The truth about obesogens: can dust and chemicals make you fat?

Could keeping a dust-free home be the key to staying slim?
Could keeping a dust-free home be the key to staying slim? Photograph: PeopleImages/Getty Images

With 26% of adults classified as obese in the UK in 2016, the hunt for causes and solutions to expanding waistlines is on. While public health messages have focused largely on the food we eat, some scientists suspect there is another factor at play: substances being dubbed as “obesogens” – found in our packaging, household goods and furnishings that might affect our hormones and the buildup of fat in the body.

However, experts are sceptical, particularly in the light of one report this week. It has made the bold claim that “removing shoes when entering the house and swapping carpet for wooden floors could help people stay slim”, citing a talk by researchers at the universities of Aveiro and Beira Interior in Portugal, who have suggested that preventing obesogens accumulating in the house by frequently sweeping and dusting could stop us gaining weight.

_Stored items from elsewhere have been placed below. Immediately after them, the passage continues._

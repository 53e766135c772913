//! Error types and result types for document store operations.
//!
//! Failures fall into two families that callers must be able to tell apart:
//!
//! - [`CastError`] - malformed identifier input, detected locally before any backend call
//! - [`StoreError`] - transport, server or connection-state failures
//!
//! "No matching document" is never an error; it is an empty or absent result.
//! Use [`DocumentStoreResult<T>`] as the return type for fallible operations.

use bson::error::Error as BsonError;
use thiserror::Error;

/// A value could not be converted into the type required at a document path.
///
/// The [`Display`](std::fmt::Display) form is the message callers match on:
/// `Cast to ObjectId failed for value "<value>" at path "<path>"`.
#[derive(Error, Debug, Clone, PartialEq, Eq)]
#[error("Cast to {kind} failed for value \"{value}\" at path \"{path}\"")]
pub struct CastError {
    /// The target type of the failed cast (e.g. `"ObjectId"`).
    pub kind: String,
    /// The offending input, rendered as text.
    pub value: String,
    /// The document path the value was destined for (e.g. `"_id"`).
    pub path: String,
}

impl CastError {
    pub const NAME: &'static str = "CastError";

    /// Creates a cast error for an identifier value.
    pub fn object_id(value: impl Into<String>, path: impl Into<String>) -> Self {
        Self {
            kind: "ObjectId".to_string(),
            value: value.into(),
            path: path.into(),
        }
    }

    /// Returns the error name, always `"CastError"`.
    pub fn name(&self) -> &'static str {
        Self::NAME
    }

    /// Returns the human readable message.
    pub fn message(&self) -> String {
        self.to_string()
    }
}

/// Failures originating from, or on the way to, the remote document store.
#[derive(Error, Debug, Clone, PartialEq, Eq)]
pub enum StoreError {
    /// An operation was issued on a handle that is not connected.
    #[error("Not connected to a document store")]
    NotConnected,
    /// `connect` was called with a different target while a session is open.
    /// The first argument is the current target, the second the requested one.
    #[error("Already connected to {0}, refusing to connect to {1}")]
    AlreadyConnected(String, String),
    /// The store could not be reached or the session broke.
    #[error("Connection error: {0}")]
    Connection(String),
    /// The store did not answer in time.
    #[error("Operation timed out: {0}")]
    Timeout(String),
    /// A document with the given identifier already exists.
    /// The first argument is the document ID, the second is the collection name.
    #[error("Document {0} already exists in collection {1}")]
    DuplicateKey(String, String),
    /// Any other server-side failure.
    #[error("Backend error: {0}")]
    Backend(String),
}

impl StoreError {
    /// Returns the human readable message.
    pub fn message(&self) -> String {
        self.to_string()
    }
}

/// Represents all possible errors that can occur when interacting with a document store.
#[derive(Error, Debug, Clone, PartialEq)]
pub enum DocumentStoreError {
    /// Malformed input for a typed path, detected before reaching the store.
    #[error(transparent)]
    Cast(#[from] CastError),
    /// Failure reported by, or while reaching, the store.
    #[error(transparent)]
    Store(#[from] StoreError),
    /// A model could not be converted to or from BSON.
    #[error("Serialization error: {0}")]
    Serialization(String),
    /// The document or update has an invalid structure.
    #[error("Invalid document: {0}")]
    InvalidDocument(String),
    /// A connection target or option could not be understood.
    #[error("Configuration error: {0}")]
    Configuration(String),
}

impl DocumentStoreError {
    /// Returns the cast error, if this is one.
    pub fn as_cast(&self) -> Option<&CastError> {
        match self {
            DocumentStoreError::Cast(err) => Some(err),
            _ => None,
        }
    }

    /// Returns the store error, if this is one.
    pub fn as_store(&self) -> Option<&StoreError> {
        match self {
            DocumentStoreError::Store(err) => Some(err),
            _ => None,
        }
    }

    pub fn is_cast(&self) -> bool {
        self.as_cast().is_some()
    }

    pub fn is_store(&self) -> bool {
        self.as_store().is_some()
    }
}

/// A specialized `Result` type for document store operations.
pub type DocumentStoreResult<T> = Result<T, DocumentStoreError>;

impl From<BsonError> for DocumentStoreError {
    fn from(err: BsonError) -> Self {
        DocumentStoreError::Serialization(err.to_string())
    }
}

As Prof Russell Viner, president of the Royal College of Paediatrics and Child Health, says: “For some medical reasons, such as protection against allergies, yes, it’s advised to keep a dust-free home and so, too, is removing shoes to avoid bringing in dirt from outside, but these things will not make you a healthy weight. Only a balanced diet and regular exercise will do that.”

It is not the first study to moot the idea of the existence of obesogens. Earlier this year, researchers at Harvard University suggested compounds called perfluoroalkyl substances (PFAS) – widely used in products such as stain repellents and known to have a number of negative effects on human health – might lead to weight gain.

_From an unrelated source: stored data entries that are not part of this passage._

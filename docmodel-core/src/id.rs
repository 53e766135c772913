//! Document identifiers.
//!
//! [`ObjectId`] is the 12-byte primary key of every stored document. Values are generated
//! on the client without a round-trip to the store, and their canonical textual form is
//! 24 lowercase hexadecimal characters. The textual and binary forms are bijective.
//!
//! # Example
//!
//! ```ignore
//! use docmodel::id::ObjectId;
//!
//! let id = ObjectId::new();
//! let text = id.to_string();
//!
//! assert_eq!(ObjectId::parse(&text, "_id")?, id);
//! assert!(ObjectId::parse("badObjectId", "_id").is_err());
//! ```

use bson::{Bson, oid};
use chrono::{DateTime, Utc};
use serde::{Deserialize, Serialize};
use std::{fmt, str::FromStr};

use crate::error::CastError;

/// Field name of the primary key in every stored document.
pub const PRIMARY_KEY: &str = "_id";

/// A 12-byte document identifier.
///
/// Serializes as a native BSON ObjectId, so a struct field of this type round-trips
/// through both the in-memory and MongoDB backends unchanged.
#[derive(Clone, Copy, PartialEq, Eq, Hash, PartialOrd, Ord, Serialize, Deserialize)]
#[serde(transparent)]
pub struct ObjectId(oid::ObjectId);

impl ObjectId {
    /// Length of the canonical hex form.
    pub const HEX_LEN: usize = 24;

    /// Generates a fresh identifier, unique with high probability.
    pub fn new() -> Self {
        Self(oid::ObjectId::new())
    }

    /// Parses the canonical hex form.
    ///
    /// `path` names the field the value was meant for and is carried in the error.
    ///
    /// # Errors
    ///
    /// Returns a [`CastError`] unless `text` is exactly 24 ASCII hex digits.
    pub fn parse(text: &str, path: &str) -> Result<Self, CastError> {
        if !Self::is_valid_hex(text) {
            return Err(CastError::object_id(text, path));
        }

        oid::ObjectId::parse_str(text)
            .map(Self)
            .map_err(|_| CastError::object_id(text, path))
    }

    /// Checks whether `text` has the canonical shape (24 hex characters, either case).
    pub fn is_valid_hex(text: &str) -> bool {
        text.len() == Self::HEX_LEN && text.chars().all(|c| c.is_ascii_hexdigit())
    }

    /// Builds an identifier from its raw bytes.
    pub fn from_bytes(bytes: [u8; 12]) -> Self {
        Self(oid::ObjectId::from_bytes(bytes))
    }

    /// Returns the raw bytes.
    pub fn bytes(&self) -> [u8; 12] {
        self.0.bytes()
    }

    /// Returns the canonical lowercase hex form.
    pub fn to_hex(&self) -> String {
        self.0.to_hex()
    }

    /// Returns the generation time embedded in the identifier (second precision).
    pub fn timestamp(&self) -> DateTime<Utc> {
        self.0.timestamp().to_chrono()
    }
}

impl Default for ObjectId {
    fn default() -> Self {
        Self::new()
    }
}

impl fmt::Display for ObjectId {
    fn fmt(&self, f: &mut fmt::Formatter<'_>) -> fmt::Result {
        f.write_str(&self.to_hex())
    }
}

impl fmt::Debug for ObjectId {
    fn fmt(&self, f: &mut fmt::Formatter<'_>) -> fmt::Result {
        write!(f, "ObjectId(\"{}\")", self.to_hex())
    }
}

impl FromStr for ObjectId {
    type Err = CastError;

    fn from_str(s: &str) -> Result<Self, Self::Err> {
        Self::parse(s, PRIMARY_KEY)
    }
}

impl From<oid::ObjectId> for ObjectId {
    fn from(value: oid::ObjectId) -> Self {
        Self(value)
    }
}

impl From<ObjectId> for oid::ObjectId {
    fn from(value: ObjectId) -> Self {
        value.0
    }
}

impl From<ObjectId> for Bson {
    fn from(value: ObjectId) -> Self {
        Bson::ObjectId(value.0)
    }
}

#[cfg(test)]
mod tests {
    use super::*;

    #[test]
    fn text_round_trip() {
        let id = ObjectId::new();
        let text = id.to_string();

        assert_eq!(text.len(), 24);
        assert_eq!(text, text.to_lowercase());
        assert_eq!(ObjectId::parse(&text, "_id").unwrap(), id);
    }

    #[test]
    fn generated_ids_are_distinct() {
        let a = ObjectId::new();
        let b = ObjectId::new();

        assert_ne!(a, b);
    }

    #[test]
    fn uppercase_hex_is_accepted_and_normalized() {
        let id = ObjectId::parse("507F1F77BCF86CD799439011", "_id").unwrap();

        assert_eq!(id.to_string(), "507f1f77bcf86cd799439011");
    }

    #[test]
    fn malformed_strings_are_rejected() {
        for bad in ["", "badObjectId", "507f1f77bcf86cd79943901", "507f1f77bcf86cd7994390111", "507f1f77bcf86cd79943901z", "abcdefghijkl"] {
            let err = ObjectId::parse(bad, "_id").unwrap_err();

            assert_eq!(err.kind, "ObjectId");
            assert_eq!(err.value, bad);
            assert_eq!(err.path, "_id");
        }
    }

    #[test]
    fn multibyte_input_of_matching_length_is_rejected() {
        // 24 bytes, but not 24 hex characters
        let text = "ééééééééééåå";
        assert_eq!(text.len(), 24);
        assert!(ObjectId::parse(text, "_id").is_err());
    }

    #[test]
    fn bytes_round_trip() {
        let bytes = [1, 2, 3, 4, 5, 6, 7, 8, 9, 10, 11, 12];
        let id = ObjectId::from_bytes(bytes);

        assert_eq!(id.bytes(), bytes);
        assert_eq!(id.to_hex(), "0102030405060708090a0b0c");
    }

    #[test]
    fn from_str_uses_primary_key_path() {
        let err = "nope".parse::<ObjectId>().unwrap_err();

        assert_eq!(err.path, PRIMARY_KEY);
    }

    #[test]
    fn timestamp_is_recent() {
        let id = ObjectId::new();
        let age = Utc::now() - id.timestamp();

        assert!(age.num_seconds() < 60);
    }

    #[test]
    fn converts_to_native_bson() {
        let id = ObjectId::new();

        assert_eq!(Bson::from(id), Bson::ObjectId(id.into()));
        assert_eq!(Bson::from(&id), Bson::from(id));
    }
}
//! Convenient re-exports of commonly used types from docmodel.
//!
//! ```ignore
//! use docmodel::prelude::*;
//! ```

pub use docmodel_core::{
    backend::{BackendConnector, DeleteStatus, StoreBackend, UpdateStatus, WriteScope},
    cast::cast_object_id,
    collection::{Collection, InsertManyOutcome, InsertOutcome, TypedCollection},
    config::{ConnectionOptions, ConnectionTarget},
    connection::{Connection, ConnectionStatus},
    cursor::{Cursor, CursorEvent},
    document::{Document, DocumentExt},
    error::{CastError, DocumentStoreError, DocumentStoreResult, StoreError},
    id::ObjectId,
    query::{Expr, FieldOp, Filter, Query, QueryBuilder, Sort, SortDirection},
    store::DocumentStore,
};
pub use docmodel_macros::Document;

pub use bson::doc;
pub use futures::{StreamExt, TryStreamExt};
//! `#[derive(Document)]` on a few model shapes.

mod common;

use docmodel::{
    Document,
    bson::{doc, oid},
    document::{Document as _, DocumentExt},
    id::ObjectId,
};
use serde::{Deserialize, Serialize};

use common::{User, connected_store};

#[derive(Debug, Clone, PartialEq, Serialize, Deserialize, Document)]
struct Comment {
    #[serde(rename = "_id")]
    id: ObjectId,
    #[serde(rename = "authorId")]
    author: ObjectId,
    reply_to: Option<ObjectId>,
    body: String,
}

#[derive(Debug, Clone, PartialEq, Serialize, Deserialize, Document)]
#[serde(rename_all = "camelCase")]
struct Invoice {
    #[serde(rename = "_id", skip_serializing_if = "Option::is_none")]
    id: Option<ObjectId>,
    billed_to: ObjectId,
    total_cents: i64,
}

#[test]
fn collection_name_comes_from_the_attribute_or_the_type() {
    assert_eq!(User::collection_name(), "users");
    assert_eq!(Comment::collection_name(), "comments");
}

#[test]
fn identifier_fields_become_cast_paths() {
    assert_eq!(User::id_paths(), ["_id"]);
    assert_eq!(Comment::id_paths(), ["_id", "authorId", "reply_to"]);
}

#[test]
fn a_required_identifier_is_always_present() {
    let id = ObjectId::new();
    let mut comment = Comment { id, author: ObjectId::new(), reply_to: None, body: "hi".to_string() };

    assert_eq!(comment.id(), Some(&id));
    assert_eq!(comment.ensure_id(), id);

    let replacement = ObjectId::new();
    comment.set_id(replacement);
    assert_eq!(comment.id, replacement);
}

#[test]
fn an_optional_identifier_is_assigned_once() {
    let mut user = User::sample();
    assert_eq!(user.id(), None);

    let id = user.ensure_id();

    assert_eq!(user.id, Some(id));
    assert_eq!(user.ensure_id(), id);
    assert_eq!(user.to_bson_document().unwrap().get_object_id("_id").unwrap(), oid::ObjectId::from(id));
}

#[tokio::test]
async fn filters_on_secondary_identifier_fields_are_cast() {
    let store = connected_store().await;
    let comments = store.typed_collection::<Comment>();
    let author = ObjectId::new();
    comments
        .insert(Comment { id: ObjectId::new(), author, reply_to: None, body: "first".to_string() })
        .await
        .unwrap();

    let found = comments.find(doc! { "authorId": author.to_hex() }).await.unwrap();
    assert_eq!(found.len(), 1);

    let err = comments.find(doc! { "authorId": "someone" }).await.unwrap_err();
    assert_eq!(err.as_cast().map(|cast| cast.path.as_str()), Some("authorId"));
}

#[test]
fn renamed_fields_are_cast_under_their_serialized_name() {
    assert_eq!(Invoice::id_paths(), ["_id", "billedTo"]);

    let invoice = Invoice { id: None, billed_to: ObjectId::new(), total_cents: 1200 };
    let stored = invoice.to_bson_document().unwrap();
    assert!(stored.contains_key("billedTo"));
}

#[tokio::test]
async fn renamed_identifier_fields_accept_hex_filters() {
    let store = connected_store().await;
    let invoices = store.typed_collection::<Invoice>();
    let customer = ObjectId::new();
    invoices
        .insert(Invoice { id: None, billed_to: customer, total_cents: 1200 })
        .await
        .unwrap();

    let found = invoices.find(doc! { "billedTo": customer.to_hex() }).await.unwrap();

    assert_eq!(found.len(), 1);
    assert_eq!(found[0].billed_to, customer);
}
//! Storage backend abstraction.
//!
//! A backend is one live session with a document store. Backends are produced by a
//! [`BackendConnector`] when a [`Connection`](crate::connection::Connection) is opened and are
//! dropped (after [`StoreBackend::shutdown`]) when it is closed.
//!
//! # Contract
//!
//! - Queries reaching a backend have already been cast; identifier paths hold native
//!   ObjectIds.
//! - Zero matches is a successful, empty result.
//! - Every failure to reach or use the store is reported as a
//!   [`StoreError`](crate::error::StoreError).
//!
//! # Examples
//!
//! ```ignore
//! use docmodel::backend::{StoreBackend, WriteScope};
//! use bson::doc;
//!
//! let written = backend.insert_documents(vec![doc! { "_id": id, "name": "Alice" }], "users").await?;
//! let status = backend
//!     .update_documents(Filter::id(id).into(), doc! { "name": "Bob" }, WriteScope::One, "users")
//!     .await?;
//! ```

use async_trait::async_trait;
use bson::Document as BsonDocument;
use futures::stream::BoxStream;
use std::fmt::Debug;

use crate::{
    config::{ConnectionOptions, ConnectionTarget},
    error::DocumentStoreResult,
    id::ObjectId,
    query::Query,
};

/// A lazily materialized sequence of stored documents.
pub type DocumentStream = BoxStream<'static, DocumentStoreResult<BsonDocument>>;

/// How many matching documents a write may touch.
#[derive(Debug, Clone, Copy, PartialEq, Eq)]
pub enum WriteScope {
    /// The first match only.
    One,
    /// Every match.
    Many,
}

/// Outcome of an update.
#[derive(Debug, Clone, Copy, Default, PartialEq, Eq)]
pub struct UpdateStatus {
    /// Documents that matched the filter.
    pub matched_count: u64,
    /// Documents whose content actually changed.
    pub modified_count: u64,
}

/// Outcome of a removal.
#[derive(Debug, Clone, Copy, Default, PartialEq, Eq)]
pub struct DeleteStatus {
    pub deleted_count: u64,
}

/// One session with a document store.
///
/// # Thread Safety
///
/// Implementations are shared behind an `Arc` and called from concurrent tasks. Writes to a
/// single document must be atomic; ordering between concurrent writers is whatever the
/// store provides.
#[async_trait]
pub trait StoreBackend: Send + Sync + Debug + 'static {
    /// Inserts documents, each carrying its own `_id`.
    ///
    /// Fails with [`StoreError::DuplicateKey`](crate::error::StoreError::DuplicateKey) without
    /// writing anything if an identifier is already stored or repeats within the batch.
    ///
    /// Stores that cannot check and write in one step check first. A concurrent writer taking
    /// an identifier in between is still reported as `DuplicateKey`, and the documents before
    /// it in the batch may then have been written.
    ///
    /// # Returns
    ///
    /// The number of documents written.
    async fn insert_documents(
        &self,
        documents: Vec<BsonDocument>,
        collection: &str,
    ) -> DocumentStoreResult<u64>;

    /// Returns the documents matching `query`, honoring sort, offset and limit.
    async fn find_documents(
        &self,
        query: Query,
        collection: &str,
    ) -> DocumentStoreResult<Vec<BsonDocument>>;

    /// Opens a cursor over the documents matching `query`.
    ///
    /// The stream must not load the whole result set up front, and must release its
    /// server-side resources when dropped.
    async fn stream_documents(
        &self,
        query: Query,
        collection: &str,
    ) -> DocumentStoreResult<DocumentStream>;

    /// Applies `patch` as a partial (`$set`-style) update to the matching documents.
    ///
    /// Keys of `patch` may be dotted paths into nested documents. Fields not named in the
    /// patch are left untouched.
    async fn update_documents(
        &self,
        query: Query,
        patch: BsonDocument,
        scope: WriteScope,
        collection: &str,
    ) -> DocumentStoreResult<UpdateStatus>;

    /// Counts the documents matching `query` at call time.
    async fn count_documents(&self, query: Query, collection: &str) -> DocumentStoreResult<u64>;

    /// Removes the matching documents.
    async fn delete_documents(
        &self,
        query: Query,
        scope: WriteScope,
        collection: &str,
    ) -> DocumentStoreResult<DeleteStatus>;

    /// Removes the document stored under `id` and returns it as it was just before removal.
    async fn take_document(
        &self,
        id: ObjectId,
        collection: &str,
    ) -> DocumentStoreResult<Option<BsonDocument>>;

    /// Lists the names of all collections.
    async fn list_collections(&self) -> DocumentStoreResult<Vec<String>>;

    /// Drops a collection and all its documents. Dropping a missing collection is not an error.
    async fn drop_collection(&self, name: &str) -> DocumentStoreResult<()>;

    /// Ends the session and releases its resources.
    async fn shutdown(&self) -> DocumentStoreResult<()> {
        Ok(())
    }
}

/// Opens backend sessions for a [`Connection`](crate::connection::Connection).
#[async_trait]
pub trait BackendConnector: Send + Sync + Debug {
    type Backend: StoreBackend;

    /// Establishes a session with the store at `target`.
    ///
    /// # Errors
    ///
    /// Returns a [`StoreError`](crate::error::StoreError) if the store cannot be reached.
    async fn connect(
        &self,
        target: &ConnectionTarget,
        options: &ConnectionOptions,
    ) -> DocumentStoreResult<Self::Backend>;
}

Ultimately, you cannot get fat unless you consume the calories

Others have voiced concerns that it isn’t even clear whether the level of supposed obesogens in house dust would be enough to affect the body anyway. “I think this is one of the cases where the researcher’s statement that “further studies are needed” is particularly important,” says Kevin McConway, emeritus professor of applied statistics at the Open University, who points out that while some of these chemicals have been shown to enter our diet, it’s not yet clear if they contribute to obesity in humans and to what degree – even if effects are found in some animals.

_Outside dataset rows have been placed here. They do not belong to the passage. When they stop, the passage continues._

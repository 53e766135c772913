//! In-memory storage implementation for document stores.
//!
//! Documents are kept as BSON documents in ordered maps keyed by their identifier, behind
//! an async-safe read-write lock. Writes take the write lock, so writers to the same
//! document are serialized.

use std::{
    collections::{BTreeMap, HashMap},
    sync::{
        Arc,
        atomic::{AtomicBool, AtomicUsize, Ordering},
    },
};
use async_trait::async_trait;
use bson::Document as BsonDocument;
use futures::{StreamExt, stream};
use mea::rwlock::RwLock;

use docmodel_core::{
    backend::{DeleteStatus, DocumentStream, StoreBackend, UpdateStatus, WriteScope},
    document::primary_key,
    error::{DocumentStoreResult, StoreError},
    id::ObjectId,
    query::Query,
};

use crate::{evaluator::{DocumentEvaluator, compare_by}, patch};

type CollectionMap = BTreeMap<ObjectId, BsonDocument>;
type StoreMap = HashMap<String, CollectionMap>;


/// Thread-safe in-memory document storage backend.
///
/// `InMemoryStore` is cloneable and uses `Arc`-wrapped internal state; clones share the
/// same data. Queries scan the whole collection. Unsorted results come back in
/// identifier order.
///
/// The store can be switched offline with [`InMemoryStore::set_offline`] to simulate an
/// unreachable server: every operation, including reads from open cursors, then fails
/// with [`StoreError::Connection`].
///
/// # Example
///
/// ```ignore
/// use docmodel_memory::InMemoryStore;
/// use docmodel::backend::{StoreBackend, WriteScope};
/// use bson::doc;
///
/// let store = InMemoryStore::new();
/// store.insert_documents(vec![doc! { "_id": ObjectId::new(), "name": "Alice" }], "users").await?;
///
/// let found = store.find_documents(Filter::eq("name", "Alice").into(), "users").await?;
/// assert_eq!(found.len(), 1);
/// ```
#[derive(Default, Clone, Debug)]
pub struct InMemoryStore {
    /// collection_name -> (document_id -> document)
    store: Arc<RwLock<StoreMap>>,
    offline: Arc<AtomicBool>,
    open_cursors: Arc<AtomicUsize>,
}

impl InMemoryStore {
    /// Creates a new empty, online store.
    pub fn new() -> Self {
        Self::default()
    }

    /// Simulates losing (or regaining) the server.
    pub fn set_offline(&self, offline: bool) {
        self.offline.store(offline, Ordering::SeqCst);
        tracing::debug!("In-memory store is now {}", if offline { "offline" } else { "online" });
    }

    pub fn is_offline(&self) -> bool {
        self.offline.load(Ordering::SeqCst)
    }

    /// Number of cursors that have not been exhausted, closed or dropped yet.
    pub fn open_cursors(&self) -> usize {
        self.open_cursors.load(Ordering::SeqCst)
    }

    fn ensure_online(&self) -> DocumentStoreResult<()> {
        if self.is_offline() {
            return Err(StoreError::Connection("in-memory store is offline".to_string()).into());
        }

        Ok(())
    }

    /// Identifiers of the documents matching `query`, in result order.
    fn select(collection: &CollectionMap, query: &Query) -> DocumentStoreResult<Vec<ObjectId>> {
        let mut matched = Vec::new();

        for (id, document) in collection {
            if DocumentEvaluator::matches(document, query.filter.as_ref())? {
                matched.push((id, document));
            }
        }

        if let Some(sort) = &query.sort {
            matched.sort_by(|(_, a), (_, b)| compare_by(sort, a, b));
        }

        Ok(
            matched
                .into_iter()
                .skip(query.offset.unwrap_or(0))
                .take(query.limit.unwrap_or(usize::MAX))
                .map(|(id, _)| *id)
                .collect()
        )
    }

    fn scoped(mut ids: Vec<ObjectId>, scope: WriteScope) -> Vec<ObjectId> {
        if scope == WriteScope::One {
            ids.truncate(1);
        }

        ids
    }
}


#[async_trait]
impl StoreBackend for InMemoryStore {
    async fn insert_documents(&self, documents: Vec<BsonDocument>, collection: &str) -> DocumentStoreResult<u64> {
        self.ensure_online()?;

        let mut keyed = Vec::with_capacity(documents.len());
        for document in documents {
            keyed.push((primary_key(&document)?, document));
        }

        let mut store = self.store.write().await;
        let collection_map = store
            .entry(collection.to_string())
            .or_default();

        for (index, (id, _)) in keyed.iter().enumerate() {
            let repeated = keyed[..index].iter().any(|(earlier, _)| earlier == id);

            if repeated || collection_map.contains_key(id) {
                return Err(StoreError::DuplicateKey(id.to_string(), collection.to_string()).into());
            }
        }

        let inserted = keyed.len() as u64;
        collection_map.extend(keyed);

        Ok(inserted)
    }

    async fn find_documents(&self, query: Query, collection: &str) -> DocumentStoreResult<Vec<BsonDocument>> {
        self.ensure_online()?;

        let store = self.store.read().await;
        let Some(collection_map) = store.get(collection) else {
            return Ok(vec![]);
        };

        Ok(
            Self::select(collection_map, &query)?
                .iter()
                .filter_map(|id| collection_map.get(id).cloned())
                .collect()
        )
    }

    async fn stream_documents(&self, query: Query, collection: &str) -> DocumentStoreResult<DocumentStream> {
        self.ensure_online()?;

        let pending = match self.store.read().await.get(collection) {
            Some(collection_map) => Self::select(collection_map, &query)?,
            None => vec![],
        };

        let state = StreamState {
            store: self.clone(),
            collection: collection.to_string(),
            pending: pending.into_iter(),
            failed: false,
            _cursor: CursorGuard::open(Arc::clone(&self.open_cursors)),
        };

        Ok(stream::unfold(state, StreamState::next).boxed())
    }

    async fn update_documents(
        &self,
        query: Query,
        changes: BsonDocument,
        scope: WriteScope,
        collection: &str,
    ) -> DocumentStoreResult<UpdateStatus> {
        self.ensure_online()?;

        let mut store = self.store.write().await;
        let Some(collection_map) = store.get_mut(collection) else {
            return Ok(UpdateStatus::default());
        };

        let mut status = UpdateStatus::default();
        let mut updated = Vec::new();

        // Patch copies first so a failing match leaves every document as it was.
        for id in Self::scoped(Self::select(collection_map, &query)?, scope) {
            if let Some(document) = collection_map.get(&id) {
                status.matched_count += 1;

                let mut document = document.clone();
                if patch::apply(&mut document, &changes)? {
                    updated.push((id, document));
                }
            }
        }

        status.modified_count = updated.len() as u64;
        collection_map.extend(updated);

        Ok(status)
    }

    async fn count_documents(&self, query: Query, collection: &str) -> DocumentStoreResult<u64> {
        self.ensure_online()?;

        Ok(
            match self.store.read().await.get(collection) {
                Some(collection_map) => Self::select(collection_map, &query)?.len() as u64,
                None => 0,
            }
        )
    }

    async fn delete_documents(&self, query: Query, scope: WriteScope, collection: &str) -> DocumentStoreResult<DeleteStatus> {
        self.ensure_online()?;

        let mut store = self.store.write().await;
        let Some(collection_map) = store.get_mut(collection) else {
            return Ok(DeleteStatus::default());
        };

        let deleted_count = Self::scoped(Self::select(collection_map, &query)?, scope)
            .into_iter()
            .filter(|id| collection_map.remove(id).is_some())
            .count() as u64;

        Ok(DeleteStatus { deleted_count })
    }

    async fn take_document(&self, id: ObjectId, collection: &str) -> DocumentStoreResult<Option<BsonDocument>> {
        self.ensure_online()?;

        Ok(
            self.store
                .write()
                .await
                .get_mut(collection)
                .and_then(|collection_map| collection_map.remove(&id))
        )
    }

    async fn list_collections(&self) -> DocumentStoreResult<Vec<String>> {
        self.ensure_online()?;

        let mut names = self.store
            .read()
            .await
            .keys()
            .cloned()
            .collect::<Vec<_>>();
        names.sort();

        Ok(names)
    }

    async fn drop_collection(&self, name: &str) -> DocumentStoreResult<()> {
        self.ensure_online()?;
        self.store.write().await.remove(name);

        Ok(())
    }
}


/// Keeps the open-cursor count up to date for as long as a stream is alive.
#[derive(Debug)]
struct CursorGuard(Arc<AtomicUsize>);

impl CursorGuard {
    fn open(counter: Arc<AtomicUsize>) -> Self {
        counter.fetch_add(1, Ordering::SeqCst);
        Self(counter)
    }
}

impl Drop for CursorGuard {
    fn drop(&mut self) {
        self.0.fetch_sub(1, Ordering::SeqCst);
    }
}

/// A snapshot of matching identifiers; documents are read one at a time as the stream is
/// polled, so removals made in the meantime are skipped.
struct StreamState {
    store: InMemoryStore,
    collection: String,
    pending: std::vec::IntoIter<ObjectId>,
    failed: bool,
    _cursor: CursorGuard,
}

impl StreamState {
    async fn next(mut self) -> Option<(DocumentStoreResult<BsonDocument>, Self)> {
        if self.failed {
            return None;
        }

        loop {
            let id = self.pending.next()?;

            if let Err(err) = self.store.ensure_online() {
                self.failed = true;
                return Some((Err(err), self));
            }

            let document = self.store
                .store
                .read()
                .await
                .get(&self.collection)
                .and_then(|collection_map| collection_map.get(&id))
                .cloned();

            if let Some(document) = document {
                return Some((Ok(document), self));
            }
        }
    }
}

Prof Richard Sharpe, a scientist at the Centre for Reproductive Biology at the Queen’s Medical Research Institute in Edinburgh, has previously looked into the issue. “While it’s not possible to dismiss the hypothesis that certain environmental chemicals to which we are exposed could perturb [or] reset body regulatory systems so as to predispose to obesity, I remain unconvinced that obesogens are likely to be important players in the obesity epidemic,” he says. One reason, according to Sharpe, is that fast food and packaged foods, which are high in fat, also increase exposure to many of the chemicals suggested to be obesogens.

But, he adds, other factors are more likely to be behind the rise in obesity. “We have very detailed evidence from innumerable studies, including dietary intervention studies, that show unequivocally that our change of diet – increased fat/sugar/calorie consumption – and lifestyle – less exercise – in recent decades has caused the obesity crisis,” he adds. “Ultimately, no matter how obesogens or anything else might reset energy regulatory systems, you cannot get fat unless you consume the calories.”